**Work to complete:**
Print every record exactly, with nothing added or left out.

[Stored entries]

####

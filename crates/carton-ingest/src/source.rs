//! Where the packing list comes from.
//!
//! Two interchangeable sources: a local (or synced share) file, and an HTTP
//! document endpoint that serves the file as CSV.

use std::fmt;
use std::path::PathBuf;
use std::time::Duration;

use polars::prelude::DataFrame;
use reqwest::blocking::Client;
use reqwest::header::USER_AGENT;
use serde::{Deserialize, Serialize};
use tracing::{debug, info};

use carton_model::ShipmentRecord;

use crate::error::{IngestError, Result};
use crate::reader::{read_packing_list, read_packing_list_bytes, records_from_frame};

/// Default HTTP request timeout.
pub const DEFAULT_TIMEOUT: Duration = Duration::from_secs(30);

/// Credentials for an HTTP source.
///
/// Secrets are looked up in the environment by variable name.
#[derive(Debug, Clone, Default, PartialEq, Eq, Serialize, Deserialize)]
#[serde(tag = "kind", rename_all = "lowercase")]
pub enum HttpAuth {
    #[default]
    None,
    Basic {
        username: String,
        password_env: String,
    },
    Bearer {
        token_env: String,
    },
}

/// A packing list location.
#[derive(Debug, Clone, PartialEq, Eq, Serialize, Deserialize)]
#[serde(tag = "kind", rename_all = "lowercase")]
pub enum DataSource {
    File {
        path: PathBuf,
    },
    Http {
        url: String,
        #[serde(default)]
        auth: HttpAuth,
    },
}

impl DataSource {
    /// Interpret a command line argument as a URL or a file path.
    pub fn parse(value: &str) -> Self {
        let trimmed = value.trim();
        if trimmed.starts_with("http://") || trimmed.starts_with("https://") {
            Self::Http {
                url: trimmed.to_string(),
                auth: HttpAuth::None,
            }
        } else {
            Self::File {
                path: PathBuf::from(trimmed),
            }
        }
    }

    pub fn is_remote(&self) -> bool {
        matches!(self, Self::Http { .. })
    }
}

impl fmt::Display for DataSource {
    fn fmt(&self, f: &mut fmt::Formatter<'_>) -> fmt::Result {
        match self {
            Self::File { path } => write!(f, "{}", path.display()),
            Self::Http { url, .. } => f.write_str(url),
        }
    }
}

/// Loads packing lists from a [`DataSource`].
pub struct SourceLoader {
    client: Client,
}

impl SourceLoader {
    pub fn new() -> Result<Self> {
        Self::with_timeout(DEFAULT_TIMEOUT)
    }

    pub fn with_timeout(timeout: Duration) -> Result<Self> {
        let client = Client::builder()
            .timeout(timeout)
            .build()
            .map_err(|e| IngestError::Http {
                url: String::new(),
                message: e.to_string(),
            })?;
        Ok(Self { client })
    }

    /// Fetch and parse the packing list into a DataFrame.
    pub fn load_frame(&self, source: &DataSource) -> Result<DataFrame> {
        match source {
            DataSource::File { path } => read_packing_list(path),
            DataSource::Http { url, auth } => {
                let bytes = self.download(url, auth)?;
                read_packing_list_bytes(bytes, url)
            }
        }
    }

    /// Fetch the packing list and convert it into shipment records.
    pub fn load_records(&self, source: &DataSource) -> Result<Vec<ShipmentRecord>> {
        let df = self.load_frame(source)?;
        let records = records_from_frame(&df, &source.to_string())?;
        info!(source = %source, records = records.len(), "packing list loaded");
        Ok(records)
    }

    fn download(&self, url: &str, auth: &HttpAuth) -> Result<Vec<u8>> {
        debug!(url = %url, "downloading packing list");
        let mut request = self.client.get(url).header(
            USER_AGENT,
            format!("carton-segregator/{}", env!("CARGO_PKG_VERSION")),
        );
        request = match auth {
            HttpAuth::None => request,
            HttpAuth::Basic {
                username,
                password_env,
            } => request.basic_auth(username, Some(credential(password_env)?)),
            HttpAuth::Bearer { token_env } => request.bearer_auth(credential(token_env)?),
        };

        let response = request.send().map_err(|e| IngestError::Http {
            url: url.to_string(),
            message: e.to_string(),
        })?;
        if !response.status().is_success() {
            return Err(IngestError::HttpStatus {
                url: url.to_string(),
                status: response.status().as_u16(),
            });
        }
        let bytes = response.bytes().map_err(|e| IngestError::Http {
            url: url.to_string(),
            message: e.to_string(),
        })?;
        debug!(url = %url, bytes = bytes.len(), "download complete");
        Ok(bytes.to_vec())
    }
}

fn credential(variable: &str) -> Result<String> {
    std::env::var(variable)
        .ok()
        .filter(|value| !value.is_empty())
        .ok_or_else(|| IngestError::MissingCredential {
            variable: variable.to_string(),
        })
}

####

**Finished task:**
filename crates/carton-ingest/src/source.rs
//! Where the packing list comes from.
//!
//! Two interchangeable sources: a local (or synced share) file, and an HTTP
//! document endpoint that serves the file as CSV.

use std::fmt;
use std::path::PathBuf;
use std::time::Duration;

use polars::prelude::DataFrame;
use reqwest::blocking::Client;
use reqwest::header::USER_AGENT;
use serde::{Deserialize, Serialize};
use tracing::{debug, info};

use carton_model::ShipmentRecord;

use crate::error::{IngestError, Result};
use crate::reader::{read_packing_list, read_packing_list_bytes, records_from_frame};

/// Default HTTP request timeout.
pub const DEFAULT_TIMEOUT: Duration = Duration::from_secs(30);

/// Credentials for an HTTP source.
///
/// Secrets are looked up in the environment by variable name.
#[derive(Debug, Clone, Default, PartialEq, Eq, Serialize, Deserialize)]
#[serde(tag = "kind", rename_all = "lowercase")]
pub enum HttpAuth {
    #[default]
    None,
    Basic {
        username: String,
        password_env: String,
    },
    Bearer {
        token_env: String,
    },
}

/// A packing list location.
#[derive(Debug, Clone, PartialEq, Eq, Serialize, Deserialize)]
#[serde(tag = "kind", rename_all = "lowercase")]
pub enum DataSource {
    File {
        path: PathBuf,
    },
    Http {
        url: String,
        #[serde(default)]
        auth: HttpAuth,
    },
}

impl DataSource {
    /// Interpret a command line argument as a URL or a file path.
    pub fn parse(value: &str) -> Self {
        let trimmed = value.trim();
        if trimmed.starts_with("http://") || trimmed.starts_with("https://") {
            Self::Http {
                url: trimmed.to_string(),
                auth: HttpAuth::None,
            }
        } else {
            Self::File {
                path: PathBuf::from(trimmed),
            }
        }
    }

    pub fn is_remote(&self) -> bool {
        matches!(self, Self::Http { .. })
    }
}

impl fmt::Display for DataSource {
    fn fmt(&self, f: &mut fmt::Formatter<'_>) -> fmt::Result {
        match self {
            Self::File { path } => write!(f, "{}", path.display()),
            Self::Http { url, .. } => f.write_str(url),
        }
    }
}

/// Loads packing lists from a [`DataSource`].
pub struct SourceLoader {
    client: Client,
}

impl SourceLoader {
    pub fn new() -> Result<Self> {
        Self::with_timeout(DEFAULT_TIMEOUT)
    }

    pub fn with_timeout(timeout: Duration) -> Result<Self> {
        let client = Client::builder()
            .timeout(timeout)
            .build()
            .map_err(|e| IngestError::Http {
                url: String::new(),
                message: e.to_string(),
            })?;
        Ok(Self { client })
    }

    /// Fetch and parse the packing list into a DataFrame.
    pub fn load_frame(&self, source: &DataSource) -> Result<DataFrame> {
        match source {
            DataSource::File { path } => read_packing_list(path),
            DataSource::Http { url, auth } => {
                let bytes = self.download(url, auth)?;
                read_packing_list_bytes(bytes, url)
            }
        }
    }

    /// Fetch the packing list and convert it into shipment records.
    pub fn load_records(&self, source: &DataSource) -> Result<Vec<ShipmentRecord>> {
        let df = self.load_frame(source)?;
        let records = records_from_frame(&df, &source.to_string())?;
        info!(source = %source, records = records.len(), "packing list loaded");
        Ok(records)
    }

    fn download(&self, url: &str, auth: &HttpAuth) -> Result<Vec<u8>> {
        debug!(url = %url, "downloading packing list");
        let mut request = self.client.get(url).header(
            USER_AGENT,
            format!("carton-segregator/{}", env!("CARGO_PKG_VERSION")),
        );
        request = match auth {
            HttpAuth::None => request,
            HttpAuth::Basic {
                username,
                password_env,
            } => request.basic_auth(username, Some(credential(password_env)?)),
            HttpAuth::Bearer { token_env } => request.bearer_auth(credential(token_env)?),
        };

        let response = request.send().map_err(|e| IngestError::Http {
            url: url.to_string(),
            message: e.to_string(),
        })?;
        if !response.status().is_success() {
            return Err(IngestError::HttpStatus {
                url: url.to_string(),
                status: response.status().as_u16(),
            });
        }
        let bytes = response.bytes().map_err(|e| IngestError::Http {
            url: url.to_string(),
            message: e.to_string(),
        })?;
        debug!(url = %url, bytes = bytes.len(), "download complete");
        Ok(bytes.to_vec())
    }
}

fn credential(variable: &str) -> Result<String> {
    std::env::var(variable)
        .ok()
        .filter(|value| !value.is_empty())
        .ok_or_else(|| IngestError::MissingCredential {
            variable: variable.to_string(),
        })
}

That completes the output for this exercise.